══ RECORDS TO USE

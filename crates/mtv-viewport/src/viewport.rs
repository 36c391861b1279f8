//! The viewport capability consumed by the visibility engine.

use std::collections::BTreeSet;

use mtv_common::Event;
use mtv_model::{CategoryOverride, Id, SetType};
use serde::{Deserialize, Serialize};

/// A per-model category override entry.
#[derive(Debug, Clone, PartialEq, Eq, PartialOrd, Ord, Serialize, Deserialize)]
#[serde(rename_all = "camelCase")]
pub struct PerModelCategoryOverride {
    pub model_id: Id,
    pub category_id: Id,
    /// `true` for show, `false` for hide.
    pub visible: bool,
}

impl PerModelCategoryOverride {
    pub fn value(&self) -> CategoryOverride {
        if self.visible {
            CategoryOverride::Show
        } else {
            CategoryOverride::Hide
        }
    }
}

/// Change events raised by a viewport.
///
/// Each event is raised after the corresponding state change has been applied.
#[derive(Debug, Default)]
pub struct ViewportEvents {
    pub always_drawn_changed: Event<()>,
    pub never_drawn_changed: Event<()>,
    /// Sub-category display or other display style properties changed.
    pub display_style_changed: Event<()>,
    pub viewed_categories_changed: Event<()>,
    pub viewed_categories_per_model_changed: Event<()>,
    pub viewed_models_changed: Event<()>,
}

impl ViewportEvents {
    /// Event raised when the given override set changes.
    pub fn drawn_changed(&self, set_type: SetType) -> &Event<()> {
        match set_type {
            SetType::Always => &self.always_drawn_changed,
            SetType::Never => &self.never_drawn_changed,
        }
    }

    /// Events affecting model, category or sub-category display.
    pub fn display_events(&self) -> [&Event<()>; 4] {
        [
            &self.display_style_changed,
            &self.viewed_categories_changed,
            &self.viewed_categories_per_model_changed,
            &self.viewed_models_changed,
        ]
    }

    /// Every event this viewport raises.
    pub fn all(&self) -> [&Event<()>; 6] {
        [
            &self.always_drawn_changed,
            &self.never_drawn_changed,
            &self.display_style_changed,
            &self.viewed_categories_changed,
            &self.viewed_categories_per_model_changed,
            &self.viewed_models_changed,
        ]
    }
}

/// Display state of a 3D view.
///
/// Precedence among the settings, most authoritative first: model display,
/// never-drawn membership, always-drawn membership, per-model category
/// override, category and sub-category display.
///
/// Implementations use interior mutability and raise the matching
/// [`ViewportEvents`] event after every write.
pub trait Viewport: Send + Sync {
    /// Elements drawn regardless of model and category display. `None` when
    /// the viewport has no such set.
    fn always_drawn(&self) -> Option<BTreeSet<Id>>;

    /// Elements never drawn. `None` when the viewport has no such set.
    fn never_drawn(&self) -> Option<BTreeSet<Id>>;

    fn per_model_category_override(&self, model_id: &Id, category_id: &Id) -> CategoryOverride;

    fn per_model_category_overrides(&self) -> Vec<PerModelCategoryOverride>;

    fn views_model(&self, model_id: &Id) -> bool;

    fn views_category(&self, category_id: &Id) -> bool;

    fn views_sub_category(&self, sub_category_id: &Id) -> bool;

    /// Whether the view shows spatial (3D) models.
    fn is_spatial_view(&self) -> bool;

    fn change_model_display(&self, model_ids: &BTreeSet<Id>, on: bool);

    /// Changes category display. With `enable_all_sub_categories`, turning a
    /// category on also turns on all of its sub-categories.
    fn change_category_display(
        &self,
        category_ids: &BTreeSet<Id>,
        on: bool,
        enable_all_sub_categories: bool,
    );

    fn change_sub_category_display(&self, sub_category_id: &Id, on: bool);

    fn set_always_drawn(&self, element_ids: BTreeSet<Id>);

    fn clear_always_drawn(&self);

    fn set_never_drawn(&self, element_ids: BTreeSet<Id>);

    fn clear_never_drawn(&self);

    /// Sets the override for every (model, category) pair. Setting
    /// [`CategoryOverride::None`] removes the entries.
    fn set_per_model_category_override(
        &self,
        model_ids: &BTreeSet<Id>,
        category_ids: &BTreeSet<Id>,
        value: CategoryOverride,
    );

    /// Removes all overrides of the given models, or of every model.
    fn clear_per_model_category_overrides(&self, model_ids: Option<&BTreeSet<Id>>);

    fn events(&self) -> &ViewportEvents;

    /// Current contents of an override set, empty when the set is absent.
    fn drawn(&self, set_type: SetType) -> BTreeSet<Id> {
        match set_type {
            SetType::Always => self.always_drawn(),
            SetType::Never => self.never_drawn(),
        }
        .unwrap_or_default()
    }

    fn set_drawn(&self, set_type: SetType, element_ids: BTreeSet<Id>) {
        match set_type {
            SetType::Always => self.set_always_drawn(element_ids),
            SetType::Never => self.set_never_drawn(element_ids),
        }
    }

    fn clear_drawn(&self, set_type: SetType) {
        match set_type {
            SetType::Always => self.clear_always_drawn(),
            SetType::Never => self.clear_never_drawn(),
        }
    }
}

════

▶ **YOUR ASSIGNMENT**
Copy out every line of the material above that contains the string "Option".

▶ **SOLVED PROBLEM**
    fn always_drawn(&self) -> Option<BTreeSet<Id>>;
    fn never_drawn(&self) -> Option<BTreeSet<Id>>;
    fn clear_per_model_category_overrides(&self, model_ids: Option<&BTreeSet<Id>>);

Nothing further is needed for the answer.